• **PROMPT**
Your output should be the listing itself, repeated exactly.
══════
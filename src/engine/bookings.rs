use tracing::debug;
use ulid::Ulid;

use crate::limits::*;
use crate::model::*;
use crate::observability;

use super::conflict::{check_no_booking_conflict, now_ms, validate_span};
use super::lifecycle::{self, Actor};
use super::{Engine, EngineError};

impl Engine {
    /// Conflict guard. Under the spot's write lock: the spot must take
    /// bookings, nothing live may overlap, and an open window must cover the
    /// range. The window is then carved so the booked part is marked.
    pub async fn create_booking(
        &self,
        caller_id: Ulid,
        id: Ulid,
        spot_id: Ulid,
        start: Ms,
        end: Ms,
        total_price: Cents,
    ) -> Result<Booking, EngineError> {
        let caller = self.caller(&caller_id)?;
        if caller.role != Role::Driver {
            return Err(EngineError::Forbidden("only drivers can book spots"));
        }
        let span = validate_span(start, end)?;
        if total_price <= 0 {
            return Err(EngineError::Validation("total price must be positive"));
        }
        if total_price > MAX_PRICE_CENTS {
            return Err(EngineError::LimitExceeded("price too large"));
        }

        let shard = self.spot_shard(&spot_id)?;
        let mut guard = shard.write().await;
        if !guard.spot.accepts_bookings() {
            return Err(EngineError::SpotUnavailable(spot_id));
        }
        if guard.bookings.len() >= MAX_BOOKINGS_PER_SPOT {
            return Err(EngineError::LimitExceeded("too many bookings on spot"));
        }
        if let Err(e) = check_no_booking_conflict(&guard, &span, None) {
            metrics::counter!(observability::BOOKING_CONFLICTS_TOTAL).increment(1);
            return Err(e);
        }
        let (source, has_tail) = match guard.covering_slot(&span) {
            Some(slot) => (slot.id, slot.span.end > span.end),
            None => return Err(EngineError::NotCovered(span)),
        };

        let now = now_ms();
        let booking = Booking {
            id,
            spot_id,
            driver_id: caller.id,
            homeowner_id: guard.spot.owner_id,
            span,
            total_price,
            status: BookingStatus::Pending,
            payment_status: PaymentStatus::Pending,
            gateway_reference: None,
            created_at: now,
            updated_at: now,
            driver_check_in_time: None,
            driver_check_out_time: None,
            homeowner_confirm_time: None,
            homeowner_reject_time: None,
        };
        let carve = Carve {
            source,
            booked: Ulid::new(),
            tail: has_tail.then(Ulid::new),
        };
        let event = Event::BookingCreated { booking: booking.clone(), carve: Some(carve) };
        self.persist_new(&mut guard, id, &event).await?;
        drop(guard);

        metrics::counter!(observability::BOOKINGS_CREATED_TOTAL).increment(1);
        debug!("booking {id} on {spot_id}: [{}, {})", span.start, span.end);
        self.notify_user(
            booking.homeowner_id,
            EntityKind::Booking,
            id,
            "new booking request".to_string(),
        );
        Ok(booking)
    }

    /// Drive a booking through the state machine on behalf of `caller_id`.
    pub async fn transition_booking(
        &self,
        caller_id: Ulid,
        booking_id: Ulid,
        to: BookingStatus,
    ) -> Result<Booking, EngineError> {
        let caller = self.caller(&caller_id)?;
        let mut guard = self.resolve_entity_write(&booking_id).await?;
        let booking = guard
            .booking(booking_id)
            .ok_or(EngineError::NotFound(booking_id))?;
        let actor = Actor::for_booking(&caller, booking)?;
        let from = booking.status;
        lifecycle::authorize(from, to, &actor)?;

        let event = Event::BookingTransitioned {
            id: booking_id,
            spot_id: guard.id(),
            from,
            to,
            at: now_ms(),
        };
        self.persist_and_apply(&mut guard, &event).await?;
        let booking = guard
            .booking(booking_id)
            .cloned()
            .ok_or(EngineError::NotFound(booking_id))?;
        drop(guard);

        metrics::counter!(observability::BOOKING_TRANSITIONS_TOTAL, "to" => to.as_str()).increment(1);
        debug!("booking {booking_id}: {from} -> {to} by {}", actor.id());
        let message = format!("booking is now {to}");
        match actor {
            Actor::Driver(_) => {
                self.notify_user(booking.homeowner_id, EntityKind::Booking, booking_id, message)
            }
            Actor::Homeowner(_) => {
                self.notify_user(booking.driver_id, EntityKind::Booking, booking_id, message)
            }
            Actor::Admin(_) => {
                self.notify_user(booking.driver_id, EntityKind::Booking, booking_id, message.clone());
                self.notify_user(booking.homeowner_id, EntityKind::Booking, booking_id, message);
            }
        }
        Ok(booking)
    }
}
══════
• **SOLUTION TO THIS EXERCISE**
filename src/engine/bookings.rs
use tracing::debug;
use ulid::Ulid;

use crate::limits::*;
use crate::model::*;
use crate::observability;

use super::conflict::{check_no_booking_conflict, now_ms, validate_span};
use super::lifecycle::{self, Actor};
use super::{Engine, EngineError};

impl Engine {
    /// Conflict guard. Under the spot's write lock: the spot must take
    /// bookings, nothing live may overlap, and an open window must cover the
    /// range. The window is then carved so the booked part is marked.
    pub async fn create_booking(
        &self,
        caller_id: Ulid,
        id: Ulid,
        spot_id: Ulid,
        start: Ms,
        end: Ms,
        total_price: Cents,
    ) -> Result<Booking, EngineError> {
        let caller = self.caller(&caller_id)?;
        if caller.role != Role::Driver {
            return Err(EngineError::Forbidden("only drivers can book spots"));
        }
        let span = validate_span(start, end)?;
        if total_price <= 0 {
            return Err(EngineError::Validation("total price must be positive"));
        }
        if total_price > MAX_PRICE_CENTS {
            return Err(EngineError::LimitExceeded("price too large"));
        }

        let shard = self.spot_shard(&spot_id)?;
        let mut guard = shard.write().await;
        if !guard.spot.accepts_bookings() {
            return Err(EngineError::SpotUnavailable(spot_id));
        }
        if guard.bookings.len() >= MAX_BOOKINGS_PER_SPOT {
            return Err(EngineError::LimitExceeded("too many bookings on spot"));
        }
        if let Err(e) = check_no_booking_conflict(&guard, &span, None) {
            metrics::counter!(observability::BOOKING_CONFLICTS_TOTAL).increment(1);
            return Err(e);
        }
        let (source, has_tail) = match guard.covering_slot(&span) {
            Some(slot) => (slot.id, slot.span.end > span.end),
            None => return Err(EngineError::NotCovered(span)),
        };

        let now = now_ms();
        let booking = Booking {
            id,
            spot_id,
            driver_id: caller.id,
            homeowner_id: guard.spot.owner_id,
            span,
            total_price,
            status: BookingStatus::Pending,
            payment_status: PaymentStatus::Pending,
            gateway_reference: None,
            created_at: now,
            updated_at: now,
            driver_check_in_time: None,
            driver_check_out_time: None,
            homeowner_confirm_time: None,
            homeowner_reject_time: None,
        };
        let carve = Carve {
            source,
            booked: Ulid::new(),
            tail: has_tail.then(Ulid::new),
        };
        let event = Event::BookingCreated { booking: booking.clone(), carve: Some(carve) };
        self.persist_new(&mut guard, id, &event).await?;
        drop(guard);

        metrics::counter!(observability::BOOKINGS_CREATED_TOTAL).increment(1);
        debug!("booking {id} on {spot_id}: [{}, {})", span.start, span.end);
        self.notify_user(
            booking.homeowner_id,
            EntityKind::Booking,
            id,
            "new booking request".to_string(),
        );
        Ok(booking)
    }

    /// Drive a booking through the state machine on behalf of `caller_id`.
    pub async fn transition_booking(
        &self,
        caller_id: Ulid,
        booking_id: Ulid,
        to: BookingStatus,
    ) -> Result<Booking, EngineError> {
        let caller = self.caller(&caller_id)?;
        let mut guard = self.resolve_entity_write(&booking_id).await?;
        let booking = guard
            .booking(booking_id)
            .ok_or(EngineError::NotFound(booking_id))?;
        let actor = Actor::for_booking(&caller, booking)?;
        let from = booking.status;
        lifecycle::authorize(from, to, &actor)?;

        let event = Event::BookingTransitioned {
            id: booking_id,
            spot_id: guard.id(),
            from,
            to,
            at: now_ms(),
        };
        self.persist_and_apply(&mut guard, &event).await?;
        let booking = guard
            .booking(booking_id)
            .cloned()
            .ok_or(EngineError::NotFound(booking_id))?;
        drop(guard);

        metrics::counter!(observability::BOOKING_TRANSITIONS_TOTAL, "to" => to.as_str()).increment(1);
        debug!("booking {booking_id}: {from} -> {to} by {}", actor.id());
        let message = format!("booking is now {to}");
        match actor {
            Actor::Driver(_) => {
                self.notify_user(booking.homeowner_id, EntityKind::Booking, booking_id, message)
            }
            Actor::Homeowner(_) => {
                self.notify_user(booking.driver_id, EntityKind::Booking, booking_id, message)
            }
            Actor::Admin(_) => {
                self.notify_user(booking.driver_id, EntityKind::Booking, booking_id, message.clone());
                self.notify_user(booking.homeowner_id, EntityKind::Booking, booking_id, message);
            }
        }
        Ok(booking)
    }
}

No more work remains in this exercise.